Work order
Return copies of the lines below that mention "BlendTemplate".
◆ ◆ ◆ ◆ ◆
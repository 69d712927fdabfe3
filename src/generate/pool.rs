use rand::{Rng, seq::SliceRandom as _};

use crate::{
    catalog::Catalog,
    foundation::{
        core::{Duration, Region},
        error::{MashupError, MashupResult},
    },
    generate::filter::TagFilter,
    media::model::Source,
};

/// A catalog source together with the regions clips may be cut from.
#[derive(Clone, Debug, PartialEq, Eq)]
pub struct EligibleSource {
    pub source: Source,
    pub usable: Vec<Region>,
}

impl EligibleSource {
    /// `None` when no region of `source` is usable.
    pub fn new(source: Source, filter: &TagFilter, alignment: Duration) -> Option<Self> {
        let usable: Vec<Region> = source
            .regions
            .iter()
            .filter(|r| filter.usable(r, alignment))
            .map(|r| r.region)
            .collect();
        (!usable.is_empty()).then_some(Self { source, usable })
    }
}

/// Shuffle-and-cycle cursor over eligible sources.
///
/// Sources are handed out in shuffled order; once all have been used the order is reshuffled.
#[derive(Clone, Debug)]
pub struct SourcePool {
    sources: Vec<EligibleSource>,
    cursor: usize,
}

impl SourcePool {
    /// Keep the eligible entries of `sources` in their given order.
    pub fn new(
        sources: impl IntoIterator<Item = Source>,
        filter: &TagFilter,
        alignment: Duration,
    ) -> MashupResult<Self> {
        let sources: Vec<EligibleSource> = sources
            .into_iter()
            .filter_map(|s| {
                let key = s.key.clone();
                let eligible = EligibleSource::new(s, filter, alignment);
                if eligible.is_none() {
                    tracing::debug!(%key, "source has no usable region");
                }
                eligible
            })
            .collect();
        if sources.is_empty() {
            return Err(MashupError::not_found(
                "no catalog source has a region matching the tag filter",
            ));
        }
        Ok(Self { sources, cursor: 0 })
    }

    /// Scan the whole catalog in shuffled order. Entries that fail to load are skipped.
    pub fn scan<R: Rng + ?Sized>(
        catalog: &Catalog,
        filter: &TagFilter,
        alignment: Duration,
        rng: &mut R,
    ) -> MashupResult<Self> {
        let keys = catalog.keys(rng)?;
        let total = keys.len();
        let sources = keys.into_iter().filter_map(|key| match catalog.lookup(&key) {
            Ok(source) => Some(source),
            Err(e) => {
                tracing::warn!(%key, error = %e, "skipping catalog entry");
                None
            }
        });
        let pool = Self::new(sources, filter, alignment)?;
        tracing::info!(eligible = pool.len(), scanned = total, "source pool ready");
        Ok(pool)
    }

    pub fn len(&self) -> usize {
        self.sources.len()
    }

    pub fn is_empty(&self) -> bool {
        self.sources.is_empty()
    }

    pub fn next<R: Rng + ?Sized>(&mut self, rng: &mut R) -> &EligibleSource {
        if self.cursor >= self.sources.len() {
            self.sources.shuffle(rng);
            self.cursor = 0;
        }
        let idx = self.cursor;
        self.cursor += 1;
        &self.sources[idx]
    }
}

#[cfg(test)]
#[path = "../../tests/unit/generate/pool.rs"]
mod tests;
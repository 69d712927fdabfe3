use std::collections::{BTreeMap, BTreeSet};

use crate::{
    foundation::{
        core::Duration,
        error::{MashupError, MashupResult},
    },
    generate::{
        blend::{BlendCatalog, BlendTemplate},
        filter::TagFilter,
    },
    plan::model::validate_stack_count,
};

/// Inclusive range a segment's target duration is drawn from.
#[derive(Clone, Copy, Debug, PartialEq, Eq, serde::Serialize, serde::Deserialize)]
pub struct DurationRange {
    pub min: Duration,
    pub max: Duration,
}

impl DurationRange {
    pub fn new(min: Duration, max: Duration) -> Self {
        Self { min, max }
    }

    pub fn validate(&self) -> MashupResult<()> {
        if self.max.is_zero() || self.min > self.max {
            return Err(MashupError::config(format!(
                "duration range must be non-empty with min <= max (not {} to {})",
                self.min, self.max
            )));
        }
        Ok(())
    }
}

/// One kind of segment the generator may emit, weighted by `tickets`.
#[derive(Clone, Debug, PartialEq, Eq, serde::Serialize, serde::Deserialize)]
#[serde(rename_all = "snake_case")]
pub enum SegmentTemplate {
    Clip {
        duration: DurationRange,
        tickets: u64,
    },
    Stack {
        duration: DurationRange,
        count: usize,
        tickets: u64,
    },
    Blend {
        template: String,
        tickets: u64,
    },
}

impl SegmentTemplate {
    pub fn tickets(&self) -> u64 {
        match self {
            Self::Clip { tickets, .. } | Self::Stack { tickets, .. } | Self::Blend { tickets, .. } => {
                *tickets
            }
        }
    }
}

/// Contents of a project's `generator.json`.
#[derive(Clone, Debug, PartialEq, Eq, serde::Serialize, serde::Deserialize)]
pub struct GeneratorParameters {
    /// Minimum total duration of the compilation.
    pub target: Duration,
    /// Granularity every clip duration is truncated to.
    pub alignment: Duration,
    /// Maximum children of one concat or stack.
    pub max_concat: usize,
    #[serde(default, skip_serializing_if = "BTreeSet::is_empty")]
    pub required_tags: BTreeSet<String>,
    #[serde(default, skip_serializing_if = "BTreeSet::is_empty")]
    pub disallowed_tags: BTreeSet<String>,
    pub segments: Vec<SegmentTemplate>,
    /// Embed a snapshot of each source in its clip plan instead of the catalog key.
    #[serde(default)]
    pub inline_sources: bool,
    #[serde(default, skip_serializing_if = "BTreeMap::is_empty")]
    pub blend_templates: BTreeMap<String, BlendTemplate>,
}

impl GeneratorParameters {
    pub fn tag_filter(&self) -> TagFilter {
        TagFilter {
            required: self.required_tags.clone(),
            disallowed: self.disallowed_tags.clone(),
        }
    }

    pub fn blend_catalog(&self) -> MashupResult<BlendCatalog> {
        BlendCatalog::with_overrides(&self.blend_templates)
    }

    pub fn validate(&self) -> MashupResult<()> {
        if self.target.is_zero() {
            return Err(MashupError::config("target duration must be greater than zero"));
        }
        if self.alignment.is_zero() {
            return Err(MashupError::config("alignment must be greater than zero"));
        }
        if self.max_concat < 2 {
            return Err(MashupError::config(format!(
                "max_concat must be at least 2 (not {})",
                self.max_concat
            )));
        }
        if self.segments.is_empty() {
            return Err(MashupError::config("at least one segment must be configured"));
        }
        if self.segments.iter().all(|s| s.tickets() == 0) {
            return Err(MashupError::config("segment tickets must not all be zero"));
        }
        self.tag_filter().validate()?;

        let blends = self.blend_catalog()?;
        for (i, segment) in self.segments.iter().enumerate() {
            self.validate_segment(segment, &blends)
                .map_err(|e| MashupError::config(format!("segment {i}: {e}")))?;
        }
        Ok(())
    }

    fn validate_segment(&self, segment: &SegmentTemplate, blends: &BlendCatalog) -> MashupResult<()> {
        match segment {
            SegmentTemplate::Clip { duration, .. } => duration.validate(),
            SegmentTemplate::Stack {
                duration, count, ..
            } => {
                duration.validate()?;
                validate_stack_count(*count)?;
                if *count > self.max_concat {
                    return Err(MashupError::config(format!(
                        "stack count {count} exceeds max_concat {}",
                        self.max_concat
                    )));
                }
                Ok(())
            }
            SegmentTemplate::Blend { template, .. } => blends.get(template).map(|_| ()),
        }
    }
}

#[cfg(test)]
#[path = "../../tests/unit/generate/params.rs"]
mod tests;
use std::{
    io::{BufRead as _, BufReader},
    path::{Path, PathBuf},
    process::Command,
};

use anyhow::Context as _;

use crate::{
    foundation::{
        core::{Duration, Region, TaggedRegion},
        error::{MashupError, MashupResult},
    },
    media::model::{Source, Track},
};

/// Stream counts and container duration reported by `ffprobe`.
#[derive(Clone, Debug, Default, PartialEq)]
pub struct ProbeInfo {
    pub video_tracks: u32,
    pub audio_tracks: u32,
    pub subtitle_tracks: u32,
    pub duration: Duration,
}

impl ProbeInfo {
    /// Parse the JSON printed by `ffprobe -show_entries stream=codec_type:format=duration`.
    pub fn from_json(bytes: &[u8]) -> MashupResult<Self> {
        #[derive(serde::Deserialize)]
        struct ProbeStream {
            codec_type: Option<String>,
        }
        #[derive(serde::Deserialize)]
        struct ProbeFormat {
            duration: Option<String>,
        }
        #[derive(serde::Deserialize)]
        struct ProbeOut {
            #[serde(default)]
            streams: Vec<ProbeStream>,
            format: Option<ProbeFormat>,
        }

        let parsed: ProbeOut = serde_json::from_slice(bytes)
            .map_err(|e| MashupError::serde(format!("ffprobe json parse failed: {e}")))?;
        let count = |kind: &str| {
            parsed
                .streams
                .iter()
                .filter(|s| s.codec_type.as_deref() == Some(kind))
                .count() as u32
        };
        let seconds = parsed
            .format
            .as_ref()
            .and_then(|f| f.duration.as_deref())
            .ok_or_else(|| MashupError::validation("ffprobe reported no container duration"))?;

        Ok(Self {
            video_tracks: count("video"),
            audio_tracks: count("audio"),
            subtitle_tracks: count("subtitle"),
            duration: Duration::parse(&format!("{seconds}s"))?,
        })
    }

    /// Build a source that uses the last stream of each kind and one untagged region spanning
    /// the whole file.
    pub fn to_source(&self, key: impl Into<String>, media: &Path) -> MashupResult<Source> {
        let region = Region::new(Duration::ZERO, self.duration);
        region.validate()?;

        let last = |n: u32| (n > 0).then(|| Track::new(media, n - 1));
        let mut source = Source::new(key, vec![TaggedRegion::new(region)]);
        source.video = last(self.video_tracks);
        source.audio = last(self.audio_tracks);
        source.subtitle = last(self.subtitle_tracks);
        Ok(source)
    }
}

/// Run `ffprobe` on `path`.
pub fn probe(path: &Path) -> MashupResult<ProbeInfo> {
    let out = Command::new("ffprobe")
        .args([
            "-v",
            "error",
            "-show_entries",
            "stream=codec_type:format=duration",
            "-of",
            "json",
        ])
        .arg(path)
        .output()
        .map_err(|e| MashupError::external_tool(format!("failed to run ffprobe: {e}")))?;
    if !out.status.success() {
        return Err(MashupError::external_tool(format!(
            "ffprobe failed for '{}': {}",
            path.display(),
            String::from_utf8_lossy(&out.stderr).trim()
        )));
    }
    ProbeInfo::from_json(&out.stdout)
}

/// Entries of an `#EXTM3U` playlist, or `None` when the file has no m3u header.
pub fn m3u_entries(path: &Path) -> MashupResult<Option<Vec<PathBuf>>> {
    let file = std::fs::File::open(path)
        .with_context(|| format!("failed to open '{}'", path.display()))?;
    let mut lines = BufReader::new(file).lines();

    // Media files are binary; an unreadable first line simply means "not a playlist".
    match lines.next() {
        Some(Ok(first)) if first.trim_end() == "#EXTM3U" => {}
        _ => return Ok(None),
    }

    let mut entries = Vec::new();
    for line in lines {
        let line = line.with_context(|| format!("failed to read '{}'", path.display()))?;
        let line = line.trim();
        if line.is_empty() || line.starts_with('#') {
            continue;
        }
        entries.push(PathBuf::from(line));
    }
    Ok(Some(entries))
}

/// Build a catalog source for a media file or playlist. The key is the path as given.
pub fn source_from_media(path: &Path) -> MashupResult<Source> {
    let key = path.to_string_lossy().into_owned();
    let media = match m3u_entries(path)? {
        Some(entries) => entries.into_iter().next().ok_or_else(|| {
            MashupError::validation(format!("playlist '{}' is empty", path.display()))
        })?,
        None => path.to_path_buf(),
    };
    probe(&media)?.to_source(key, &media)
}

#[cfg(test)]
#[path = "../../tests/unit/media/probe.rs"]
mod tests;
◆ ◆ ◆ ◆ ◆
Result
        blend::{BlendCatalog, BlendTemplate},
    pub blend_templates: BTreeMap<String, BlendTemplate>,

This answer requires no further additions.